Task details
Go through the lines below and copy any that hold the string "created".

[Stored data]

[Start of Attachment]

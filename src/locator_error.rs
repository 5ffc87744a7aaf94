use thiserror::Error;

use crate::Context;

/// The one way a locator operation can fail.
#[derive(Debug, Clone, PartialEq, Eq, Error)]
pub enum LocatorError {
    /// Nothing is registered for the requested type under the requested context.
    #[error("no registered instance found for {type_name} with context '{context}'")]
    NotFound {
        type_name: &'static str,
        context: Context,
    },
}

impl LocatorError {
    pub(crate) fn not_found<T: ?Sized>(context: Context) -> Self {
        LocatorError::NotFound {
            type_name: std::any::type_name::<T>(),
            context,
        }
    }
}

#[cfg(test)]
mod tests {
    use super::*;

    #[test]
    fn test_not_found_display_names_type_and_context() {
        let err = LocatorError::not_found::<u32>(Context::named("Debug"));
        assert_eq!(
            err.to_string(),
            "no registered instance found for u32 with context 'Debug'"
        );
    }

    #[test]
    fn test_not_found_display_general() {
        let err = LocatorError::not_found::<String>(Context::General);
        assert_eq!(
            err.to_string(),
            "no registered instance found for alloc::string::String with context 'General'"
        );
    }

    #[test]
    fn test_equality() {
        assert_eq!(
            LocatorError::not_found::<u8>(Context::General),
            LocatorError::NotFound {
                type_name: "u8",
                context: Context::General,
            }
        );
        assert_ne!(
            LocatorError::not_found::<u8>(Context::General),
            LocatorError::not_found::<u8>(Context::named("Other"))
        );
    }

    #[test]
    fn test_error_trait() {
        let err: &dyn std::error::Error = &LocatorError::not_found::<i64>(Context::General);
        assert!(err.source().is_none());
        assert!(err.to_string().contains("i64"));
    }
}
//! An explicitly constructed locator.
//!
//! Build one [`ServiceLocator`] at the composition root and hand it (by reference
//! or inside an `Arc`) to the parts of the application that need to resolve
//! services. Independent locators never share entries, which keeps tests isolated.
//!
//! # Examples
//!
//! ```
//! use service_locator::{LocatorApi, ServiceLocator};
//! use std::sync::Arc;
//!
//! let locator = ServiceLocator::new();
//! locator.register_in("Debug", "verbose".to_string());
//!
//! let level: Arc<String> = locator.resolve_in("Debug").unwrap();
//! assert_eq!(&*level, "verbose");
//! assert!(locator.resolve::<String>().is_err());
//! ```

use std::fmt;
use std::sync::Mutex;

use crate::locator_trait::{Entries, LocatorApi, TraceSlot};
use crate::LocatorEvent;

/// A self-contained locator owning its storage and trace callback.
#[derive(Default)]
pub struct ServiceLocator {
    entries: Mutex<Entries>,
    trace: TraceSlot,
}

impl ServiceLocator {
    /// Creates an empty locator.
    pub fn new() -> Self {
        Self::default()
    }

    /// Creates an empty locator that reports every operation to `callback`.
    pub fn with_trace_callback(callback: impl Fn(&LocatorEvent) + Send + Sync + 'static) -> Self {
        let locator = Self::new();
        locator.set_trace_callback(callback);
        locator
    }
}

impl LocatorApi for ServiceLocator {
    fn storage(&self) -> &Mutex<Entries> {
        &self.entries
    }

    fn trace(&self) -> &TraceSlot {
        &self.trace
    }
}

impl fmt::Debug for ServiceLocator {
    fn fmt(&self, f: &mut fmt::Formatter<'_>) -> fmt::Result {
        f.debug_struct("ServiceLocator")
            .field("types", &self.type_count())
            .finish_non_exhaustive()
    }
}
use std::time::{SystemTime, UNIX_EPOCH};

use crate::{Error, Result};

pub const FIO_GETDATE: u32 = 0x5001;
pub const FIO_FRESH: u32 = 0x5002;
pub const FIO_GETSIZE: u32 = 0x5003;
pub const FIO_RESIZE: u32 = 0x5004;

/// Control commands on a poster.
#[derive(Clone, Copy, Debug, PartialEq, Eq)]
pub enum IoctlCmd {
    /// Time of the last write.
    GetDate,
    /// Whether the poster was written since its creation.
    Fresh,
    /// The current size in bytes.
    GetSize,
    /// Change the size, see [`LocalPoster::resize`](crate::LocalPoster::resize).
    Resize(u64),
}

/// The answer to an [`IoctlCmd`].
#[derive(Clone, Copy, Debug, PartialEq, Eq)]
pub enum IoctlReply {
    Date(PosterDate),
    Fresh(bool),
    Size(u64),
    Resized,
}

/// A wall clock timestamp, seconds and nanoseconds since the unix epoch.
///
/// The zero date means the poster was never written.
#[derive(Clone, Copy, Debug, Default, PartialEq, Eq, PartialOrd, Ord, Hash)]
pub struct PosterDate {
    pub secs: u64,
    pub nanos: u32,
}

impl PosterDate {
    pub fn now() -> Self {
        // A clock before the epoch is reported as the epoch.
        let since = SystemTime::now()
            .duration_since(UNIX_EPOCH)
            .unwrap_or_default();
        PosterDate {
            secs: since.as_secs(),
            nanos: since.subsec_nanos(),
        }
    }

    pub fn is_set(&self) -> bool {
        *self != PosterDate::default()
    }
}

impl IoctlCmd {
    pub fn code(self) -> u32 {
        match self {
            IoctlCmd::GetDate => FIO_GETDATE,
            IoctlCmd::Fresh => FIO_FRESH,
            IoctlCmd::GetSize => FIO_GETSIZE,
            IoctlCmd::Resize(_) => FIO_RESIZE,
        }
    }

    /// Decode an argument-less command code.
    ///
    /// A resize carries its size and travels as its own request, its code is rejected here.
    pub fn from_code(code: u32) -> Result<Self> {
        match code {
            FIO_GETDATE => Ok(IoctlCmd::GetDate),
            FIO_FRESH => Ok(IoctlCmd::Fresh),
            FIO_GETSIZE => Ok(IoctlCmd::GetSize),
            other => Err(Error::BadIoctlCode(other)),
        }
    }
}

#[test]
fn resize_code_needs_an_argument() {
    assert_eq!(IoctlCmd::from_code(FIO_FRESH).ok(), Some(IoctlCmd::Fresh));
    assert!(matches!(
        IoctlCmd::from_code(FIO_RESIZE),
        Err(Error::BadIoctlCode(FIO_RESIZE))
    ));
    assert!(matches!(IoctlCmd::from_code(7), Err(Error::BadIoctlCode(7))));
}
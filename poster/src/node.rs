//! A poster node: the arena, the directory and the lock protecting both.
use std::sync::Arc;
use std::time::Duration;

use memfile::MemFile;
use poster_arena::{Arena, ArenaStats, Region};
use poster_fd::SharedFd;

use crate::directory::{Directory, MAX_NAME};
use crate::lock::{LockGuard, TicketLock, LOCK_SIZE};
use crate::op::{Endianness, Wait};
use crate::{Error, LocalPoster, Result};

const NODE_MAGIC: u64 = 0x7265_7473_6f70_0001;

const N_MAGIC: u64 = 0;
const N_CAPACITY: u64 = 8;
const N_TABLE: u64 = 16;
const N_LOCK: u64 = 64;
const NODE_HEADER: u64 = N_LOCK + LOCK_SIZE;

/// Sizing of a newly formatted node.
#[derive(Clone, Copy, Debug, PartialEq, Eq)]
pub struct NodeConfig {
    /// Bytes of the segment, the arena and directory included.
    pub arena_size: usize,
    /// Number of posters that may exist at the same time.
    pub max_posters: u32,
    /// Wait for the node lock guarding creation, lookup and allocation.
    pub lock_wait: Wait,
}

impl Default for NodeConfig {
    fn default() -> Self {
        NodeConfig {
            arena_size: 1 << 20,
            max_posters: 64,
            lock_wait: Wait::Timeout(Duration::from_secs(5)),
        }
    }
}

/// Statistics of a node, for diagnostics.
#[derive(Clone, Copy, Debug, PartialEq, Eq)]
pub struct NodeStats {
    pub posters: usize,
    pub max_posters: u32,
    pub arena: ArenaStats,
}

/// The poster store of one host.
///
/// All processes attached to the same segment share one node. Handles created from it keep it
/// alive through an [`Arc`].
pub struct Node {
    region: Region,
    header: u64,
    table: u64,
    capacity: u32,
    wait: Wait,
    /// The segment we were handed, kept open for our own children.
    #[allow(dead_code)]
    segment: Option<MemFile>,
}

impl Node {
    /// A node private to this process.
    pub fn anonymous(config: &NodeConfig) -> Result<Arc<Node>> {
        let region = Region::anonymous(config.arena_size).map_err(Error::Segment)?;
        Self::format(region, config)
    }

    /// Format `region` as an empty node.
    pub fn format(region: Region, config: &NodeConfig) -> Result<Arc<Node>> {
        Self::format_in(region, config).map(Arc::new)
    }

    fn format_in(region: Region, config: &NodeConfig) -> Result<Node> {
        if config.max_posters == 0 {
            return Err(Error::ConfigurationMissing("node without room for posters"));
        }

        let (header, table) = {
            let arena = Arena::format(&region)?;
            let header = arena.malloc(NODE_HEADER)?;
            let table = arena.malloc(Directory::table_size(config.max_posters))?;

            region.fill(header, NODE_HEADER, 0);
            TicketLock::new(&region, header + N_LOCK).init();
            Directory::new(&region, table, config.max_posters).init();
            region.store_u32(header + N_CAPACITY, config.max_posters);
            region.store_u64(header + N_TABLE, table);
            region
                .atomic_u64(header + N_MAGIC)
                .store(NODE_MAGIC, core::sync::atomic::Ordering::Release);
            arena.set_root(header);
            (header, table)
        };

        tracing::debug!(
            len = region.len(),
            max_posters = config.max_posters,
            shared = region.is_shared(),
            "formatted poster node"
        );

        Ok(Node {
            region,
            header,
            table,
            capacity: config.max_posters,
            wait: config.lock_wait,
            segment: None,
        })
    }

    /// Attach to a node some process formatted in `region` before.
    pub fn attach(region: Region, config: &NodeConfig) -> Result<Arc<Node>> {
        Self::attach_in(region, config).map(Arc::new)
    }

    fn attach_in(region: Region, config: &NodeConfig) -> Result<Node> {
        let header = Arena::attach(&region)?
            .root()
            .ok_or(Error::ConfigurationMissing("segment holds no poster node"))?;

        if !region.contains(header, NODE_HEADER)
            || region
                .atomic_u64(header + N_MAGIC)
                .load(core::sync::atomic::Ordering::Acquire)
                != NODE_MAGIC
        {
            return Err(Error::ConfigurationMissing("segment holds no poster node"));
        }

        let capacity = region.load_u32(header + N_CAPACITY);
        let table = region.load_u64(header + N_TABLE);
        if capacity == 0 || !region.contains(table, Directory::table_size(capacity)) {
            return Err(Error::ProtocolCorruption("poster directory out of bounds"));
        }

        tracing::debug!(len = region.len(), capacity, "attached poster node");
        Ok(Node {
            region,
            header,
            table,
            capacity,
            wait: config.lock_wait,
            segment: None,
        })
    }

    /// Attach to the node in `region`, formatting it first if it holds none.
    ///
    /// The check is not atomic. When several processes share a segment, exactly one of them
    /// should format it before handing it out, see the `poster-host` binary.
    pub fn open(region: Region, config: &NodeConfig) -> Result<Arc<Node>> {
        Self::open_in(region, config).map(Arc::new)
    }

    fn open_in(region: Region, config: &NodeConfig) -> Result<Node> {
        if Arena::is_formatted(&region) {
            Self::attach_in(region, config)
        } else {
            Self::format_in(region, config)
        }
    }

    /// Attach to the segment handed to us in `LISTEN_FDS`, if any.
    pub fn from_env(config: &NodeConfig) -> Result<Option<Arc<Node>>> {
        // Safety: the descriptor named by the environment is owned by nothing else in this
        // process, we are the one to import it.
        let Some(fd) = (unsafe { SharedFd::from_env() }) else {
            return Ok(None);
        };

        let file = fd.into_file().map_err(Error::Segment)?;
        let region = Region::from_fd(&file).map_err(Error::Segment)?;
        let mut node = Self::open_in(region, config)?;
        node.segment = Some(file);
        Ok(Some(Arc::new(node)))
    }

    /// Create a poster of `size` zeroed bytes, owned by this process.
    pub fn create(self: &Arc<Self>, name: &str, size: usize) -> Result<LocalPoster> {
        self.create_as(name, size, Endianness::native())
    }

    /// Create a poster on behalf of a creator with byte order `order`.
    pub(crate) fn create_as(
        self: &Arc<Self>,
        name: &str,
        size: usize,
        order: Endianness,
    ) -> Result<LocalPoster> {
        if size == 0 {
            return Err(Error::BadOperation("posters can not be empty"));
        }

        if name.is_empty() || name.len() > MAX_NAME {
            return Err(Error::BadOperation("poster name length"));
        }

        let _guard = self.lock()?;
        let directory = self.directory();
        if directory.find(name).is_some() {
            return Err(Error::DuplicateName);
        }

        let slot = directory.claim().ok_or(Error::AllocationFailure)?;
        let arena = self.arena()?;
        let size = size as u64;
        let data = arena.malloc(size)?;
        self.region.fill(data, size, 0);

        let record = directory.record(slot);
        record.open(name, data, size, std::process::id(), order);
        tracing::debug!(name, size, slot, "created poster");

        Ok(LocalPoster::new(self.clone(), slot, record.generation()))
    }

    /// Look up a poster by name.
    pub fn find(self: &Arc<Self>, name: &str) -> Result<LocalPoster> {
        let _guard = self.lock()?;
        let directory = self.directory();
        let slot = directory.find(name).ok_or(Error::NotFound)?;
        let generation = directory.record(slot).generation();
        Ok(LocalPoster::new(self.clone(), slot, generation))
    }

    pub fn stats(&self) -> Result<NodeStats> {
        let _guard = self.lock()?;
        Ok(NodeStats {
            posters: self.directory().live(),
            max_posters: self.capacity,
            arena: self.arena()?.stats()?,
        })
    }

    pub fn region(&self) -> &Region {
        &self.region
    }

    pub(crate) fn lock(&self) -> Result<LockGuard<'_>> {
        TicketLock::new(&self.region, self.header + N_LOCK).acquire(self.wait)
    }

    pub(crate) fn directory(&self) -> Directory<'_> {
        Directory::new(&self.region, self.table, self.capacity)
    }

    pub(crate) fn arena(&self) -> Result<Arena<'_>> {
        Ok(Arena::attach(&self.region)?)
    }
}

impl core::fmt::Debug for Node {
    fn fmt(&self, f: &mut core::fmt::Formatter<'_>) -> core::fmt::Result {
        f.debug_struct("Node")
            .field("len", &self.region.len())
            .field("shared", &self.region.is_shared())
            .field("capacity", &self.capacity)
            .finish()
    }
}

#[cfg(test)]
mod tests {
    use super::*;

    fn node() -> Arc<Node> {
        let config = NodeConfig {
            arena_size: 64 << 10,
            max_posters: 4,
            ..NodeConfig::default()
        };
        Node::anonymous(&config).unwrap()
    }

    #[test]
    fn create_and_find() {
        let node = node();
        let created = node.create("speed", 8).unwrap();
        let found = node.find("speed").unwrap();
        assert_eq!(created.size(), 8);
        assert_eq!(found.size(), 8);
        assert_eq!(found.name().unwrap(), "speed");
        assert!(matches!(node.find("sped"), Err(Error::NotFound)));
    }

    #[test]
    fn rejects_bad_creations() {
        let node = node();
        node.create("speed", 8).unwrap();
        assert!(matches!(node.create("speed", 8), Err(Error::DuplicateName)));
        assert!(matches!(node.create("empty", 0), Err(Error::BadOperation(_))));
        assert!(matches!(node.create("", 4), Err(Error::BadOperation(_))));
        let long = "x".repeat(MAX_NAME + 1);
        assert!(matches!(node.create(&long, 4), Err(Error::BadOperation(_))));
        let exact = "x".repeat(MAX_NAME);
        assert!(node.create(&exact, 4).is_ok());
    }

    #[test]
    fn directory_and_arena_limits() {
        let node = node();
        for idx in 0..4 {
            node.create(&format!("p{idx}"), 16).unwrap();
        }
        assert!(matches!(node.create("p4", 16), Err(Error::AllocationFailure)));

        let node = self::node();
        assert!(matches!(
            node.create("huge", 1 << 20),
            Err(Error::AllocationFailure)
        ));
        assert_eq!(node.stats().unwrap().posters, 0);
    }

    #[test]
    fn reattach_sees_posters() {
        let file = tempfile::tempfile().unwrap();
        file.set_len(64 << 10).unwrap();
        let config = NodeConfig::default();

        let first = Node::open(Region::from_fd(&file).unwrap(), &config).unwrap();
        first.create("shared", 32).unwrap();

        let second = Node::open(Region::from_fd(&file).unwrap(), &config).unwrap();
        let found = second.find("shared").unwrap();
        assert_eq!(found.size(), 32);
        assert_eq!(second.stats().unwrap().posters, 1);
    }
}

[End of Attachment]

Exercise solution
/// All processes attached to the same segment share one node. Handles created from it keep it
        tracing::debug!(name, size, slot, "created poster");
        let created = node.create("speed", 8).unwrap();
        assert_eq!(created.size(), 8);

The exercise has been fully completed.